● **Task details**: Repeat the records below line by line, exactly, finishing on the line that contains "can never collide".

[Source records]
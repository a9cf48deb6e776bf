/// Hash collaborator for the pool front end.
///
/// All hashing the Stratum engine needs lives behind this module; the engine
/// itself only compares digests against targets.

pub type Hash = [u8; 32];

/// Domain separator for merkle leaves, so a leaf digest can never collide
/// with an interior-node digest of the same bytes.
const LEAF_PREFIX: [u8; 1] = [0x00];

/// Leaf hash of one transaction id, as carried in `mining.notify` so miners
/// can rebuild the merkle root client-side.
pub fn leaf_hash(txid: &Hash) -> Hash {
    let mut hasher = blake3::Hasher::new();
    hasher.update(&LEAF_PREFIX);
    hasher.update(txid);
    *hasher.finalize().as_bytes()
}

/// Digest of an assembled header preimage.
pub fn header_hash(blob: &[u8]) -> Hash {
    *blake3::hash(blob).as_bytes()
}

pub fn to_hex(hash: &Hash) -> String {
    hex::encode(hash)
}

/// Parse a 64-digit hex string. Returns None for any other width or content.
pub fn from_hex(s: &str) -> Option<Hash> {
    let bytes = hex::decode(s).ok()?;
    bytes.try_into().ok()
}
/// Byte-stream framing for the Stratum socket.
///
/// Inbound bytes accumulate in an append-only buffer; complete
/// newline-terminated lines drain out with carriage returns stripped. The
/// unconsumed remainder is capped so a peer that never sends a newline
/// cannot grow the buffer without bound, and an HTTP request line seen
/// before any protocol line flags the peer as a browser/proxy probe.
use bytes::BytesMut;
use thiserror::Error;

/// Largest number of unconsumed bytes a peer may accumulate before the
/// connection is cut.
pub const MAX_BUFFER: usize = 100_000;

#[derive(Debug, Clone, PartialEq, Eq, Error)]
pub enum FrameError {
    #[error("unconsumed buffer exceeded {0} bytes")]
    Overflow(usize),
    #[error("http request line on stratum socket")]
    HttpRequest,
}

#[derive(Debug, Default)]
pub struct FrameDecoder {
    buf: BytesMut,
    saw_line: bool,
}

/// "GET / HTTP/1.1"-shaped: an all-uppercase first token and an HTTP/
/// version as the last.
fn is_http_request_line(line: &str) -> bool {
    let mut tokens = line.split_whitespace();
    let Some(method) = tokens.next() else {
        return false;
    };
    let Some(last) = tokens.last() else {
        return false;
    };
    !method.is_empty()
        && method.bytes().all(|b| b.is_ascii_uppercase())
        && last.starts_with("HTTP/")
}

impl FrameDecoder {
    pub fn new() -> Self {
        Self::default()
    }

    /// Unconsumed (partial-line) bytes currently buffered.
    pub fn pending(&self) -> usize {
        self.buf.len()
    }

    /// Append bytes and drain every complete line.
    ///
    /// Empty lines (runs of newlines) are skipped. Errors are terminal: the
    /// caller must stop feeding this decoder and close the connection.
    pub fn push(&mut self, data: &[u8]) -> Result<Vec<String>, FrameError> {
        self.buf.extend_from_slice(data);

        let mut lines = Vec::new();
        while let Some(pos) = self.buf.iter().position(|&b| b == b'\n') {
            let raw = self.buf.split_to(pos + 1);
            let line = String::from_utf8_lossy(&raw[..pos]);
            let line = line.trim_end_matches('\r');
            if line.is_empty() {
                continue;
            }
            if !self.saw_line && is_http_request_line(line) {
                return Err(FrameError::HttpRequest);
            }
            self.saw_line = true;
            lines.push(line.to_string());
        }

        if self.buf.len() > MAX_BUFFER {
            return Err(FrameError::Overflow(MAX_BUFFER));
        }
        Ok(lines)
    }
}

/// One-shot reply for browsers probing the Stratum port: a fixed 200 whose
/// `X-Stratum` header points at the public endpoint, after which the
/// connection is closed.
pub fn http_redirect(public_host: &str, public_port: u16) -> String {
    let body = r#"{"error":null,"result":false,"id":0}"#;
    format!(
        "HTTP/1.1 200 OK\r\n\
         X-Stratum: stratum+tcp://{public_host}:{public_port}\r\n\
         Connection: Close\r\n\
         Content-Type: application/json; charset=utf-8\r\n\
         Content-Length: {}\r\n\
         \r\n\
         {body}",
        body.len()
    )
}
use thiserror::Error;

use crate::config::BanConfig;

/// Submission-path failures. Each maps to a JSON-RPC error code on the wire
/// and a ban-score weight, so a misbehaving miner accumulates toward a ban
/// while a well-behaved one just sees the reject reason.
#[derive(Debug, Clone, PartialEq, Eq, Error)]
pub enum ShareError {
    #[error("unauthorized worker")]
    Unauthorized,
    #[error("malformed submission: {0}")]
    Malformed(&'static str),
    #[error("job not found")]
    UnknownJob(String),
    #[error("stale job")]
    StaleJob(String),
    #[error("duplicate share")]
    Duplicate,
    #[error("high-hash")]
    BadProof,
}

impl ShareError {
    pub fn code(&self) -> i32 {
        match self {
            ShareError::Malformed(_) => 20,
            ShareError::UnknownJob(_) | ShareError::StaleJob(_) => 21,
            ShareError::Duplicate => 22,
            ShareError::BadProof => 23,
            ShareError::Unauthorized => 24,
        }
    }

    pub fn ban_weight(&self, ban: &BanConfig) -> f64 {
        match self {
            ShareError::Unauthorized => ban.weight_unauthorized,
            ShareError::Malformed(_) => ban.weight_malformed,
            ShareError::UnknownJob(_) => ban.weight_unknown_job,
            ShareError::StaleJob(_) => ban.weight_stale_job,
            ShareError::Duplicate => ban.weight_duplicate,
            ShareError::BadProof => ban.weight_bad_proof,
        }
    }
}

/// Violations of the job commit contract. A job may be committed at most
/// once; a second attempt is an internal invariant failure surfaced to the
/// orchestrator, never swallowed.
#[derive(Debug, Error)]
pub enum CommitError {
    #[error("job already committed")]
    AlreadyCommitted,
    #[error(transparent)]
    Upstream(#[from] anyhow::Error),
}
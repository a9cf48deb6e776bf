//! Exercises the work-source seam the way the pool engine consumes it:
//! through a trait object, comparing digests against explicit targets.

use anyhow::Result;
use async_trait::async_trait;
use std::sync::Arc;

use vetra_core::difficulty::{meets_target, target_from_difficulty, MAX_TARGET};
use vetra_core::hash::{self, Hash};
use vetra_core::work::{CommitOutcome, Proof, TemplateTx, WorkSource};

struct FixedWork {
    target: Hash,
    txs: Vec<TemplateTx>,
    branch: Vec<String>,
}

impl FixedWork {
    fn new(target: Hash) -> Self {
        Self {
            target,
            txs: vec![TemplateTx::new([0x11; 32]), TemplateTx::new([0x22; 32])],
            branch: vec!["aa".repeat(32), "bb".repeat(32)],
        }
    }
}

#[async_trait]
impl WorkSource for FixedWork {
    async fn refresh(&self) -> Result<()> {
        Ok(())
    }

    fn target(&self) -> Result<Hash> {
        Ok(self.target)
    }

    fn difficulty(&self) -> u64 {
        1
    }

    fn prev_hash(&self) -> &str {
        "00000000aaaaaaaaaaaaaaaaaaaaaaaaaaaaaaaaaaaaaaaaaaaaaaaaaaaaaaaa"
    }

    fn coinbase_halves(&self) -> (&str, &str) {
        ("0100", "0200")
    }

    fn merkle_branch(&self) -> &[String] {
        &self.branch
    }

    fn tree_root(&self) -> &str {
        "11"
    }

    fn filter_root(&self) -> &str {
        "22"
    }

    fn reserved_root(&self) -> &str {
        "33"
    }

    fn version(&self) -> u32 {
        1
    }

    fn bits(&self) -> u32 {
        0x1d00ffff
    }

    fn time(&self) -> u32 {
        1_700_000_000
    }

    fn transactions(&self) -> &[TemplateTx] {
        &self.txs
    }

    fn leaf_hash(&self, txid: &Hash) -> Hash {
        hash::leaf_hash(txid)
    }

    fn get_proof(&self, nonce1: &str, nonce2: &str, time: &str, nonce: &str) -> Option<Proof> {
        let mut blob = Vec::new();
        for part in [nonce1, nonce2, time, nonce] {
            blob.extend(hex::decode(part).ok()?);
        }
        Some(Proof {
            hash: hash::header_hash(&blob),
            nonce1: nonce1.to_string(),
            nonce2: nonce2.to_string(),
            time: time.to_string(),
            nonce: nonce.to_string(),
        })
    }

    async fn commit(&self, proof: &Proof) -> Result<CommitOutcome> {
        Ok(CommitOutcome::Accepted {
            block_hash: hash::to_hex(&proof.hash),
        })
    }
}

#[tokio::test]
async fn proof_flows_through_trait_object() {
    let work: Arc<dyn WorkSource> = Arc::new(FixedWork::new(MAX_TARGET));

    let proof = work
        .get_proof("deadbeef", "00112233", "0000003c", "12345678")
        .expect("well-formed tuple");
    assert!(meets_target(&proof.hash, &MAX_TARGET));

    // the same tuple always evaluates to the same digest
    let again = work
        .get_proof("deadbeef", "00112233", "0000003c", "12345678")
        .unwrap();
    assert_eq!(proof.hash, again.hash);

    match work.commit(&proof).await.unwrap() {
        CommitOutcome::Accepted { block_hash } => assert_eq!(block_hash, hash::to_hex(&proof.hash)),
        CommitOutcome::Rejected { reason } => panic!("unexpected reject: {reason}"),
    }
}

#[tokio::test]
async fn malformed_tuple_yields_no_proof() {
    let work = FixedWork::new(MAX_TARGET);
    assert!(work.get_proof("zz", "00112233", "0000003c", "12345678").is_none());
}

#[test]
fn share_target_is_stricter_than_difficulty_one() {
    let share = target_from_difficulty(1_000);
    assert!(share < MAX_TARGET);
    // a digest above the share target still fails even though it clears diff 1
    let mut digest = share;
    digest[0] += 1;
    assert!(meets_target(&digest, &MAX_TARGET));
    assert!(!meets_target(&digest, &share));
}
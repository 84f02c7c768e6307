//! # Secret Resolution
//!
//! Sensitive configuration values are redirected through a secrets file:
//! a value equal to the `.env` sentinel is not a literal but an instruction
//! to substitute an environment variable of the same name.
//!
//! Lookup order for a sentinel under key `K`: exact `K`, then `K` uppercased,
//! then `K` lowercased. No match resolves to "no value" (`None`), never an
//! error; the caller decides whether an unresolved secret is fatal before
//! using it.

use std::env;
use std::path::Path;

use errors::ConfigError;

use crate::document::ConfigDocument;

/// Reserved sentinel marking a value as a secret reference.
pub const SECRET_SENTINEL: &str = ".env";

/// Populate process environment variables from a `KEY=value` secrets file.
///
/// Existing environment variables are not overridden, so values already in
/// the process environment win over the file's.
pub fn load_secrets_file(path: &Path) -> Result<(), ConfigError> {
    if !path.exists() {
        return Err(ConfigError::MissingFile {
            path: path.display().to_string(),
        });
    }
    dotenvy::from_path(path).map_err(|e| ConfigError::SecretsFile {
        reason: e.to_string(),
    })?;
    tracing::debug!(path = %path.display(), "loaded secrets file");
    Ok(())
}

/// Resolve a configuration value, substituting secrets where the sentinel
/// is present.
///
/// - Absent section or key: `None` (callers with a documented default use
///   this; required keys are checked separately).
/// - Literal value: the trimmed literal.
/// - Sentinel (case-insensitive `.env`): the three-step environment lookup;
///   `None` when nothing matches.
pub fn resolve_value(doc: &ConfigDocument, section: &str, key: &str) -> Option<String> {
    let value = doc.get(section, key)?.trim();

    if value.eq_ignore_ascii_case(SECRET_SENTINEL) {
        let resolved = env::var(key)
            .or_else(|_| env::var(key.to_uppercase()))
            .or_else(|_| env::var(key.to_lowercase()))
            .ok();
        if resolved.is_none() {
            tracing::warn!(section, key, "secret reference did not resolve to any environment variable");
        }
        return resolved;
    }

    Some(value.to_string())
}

● **Answer box**:
repository a9cf48deb6e776bf
/// Hash collaborator for the pool front end.
///
/// All hashing the Stratum engine needs lives behind this module; the engine
/// itself only compares digests against targets.

pub type Hash = [u8; 32];

/// Domain separator for merkle leaves, so a leaf digest can never collide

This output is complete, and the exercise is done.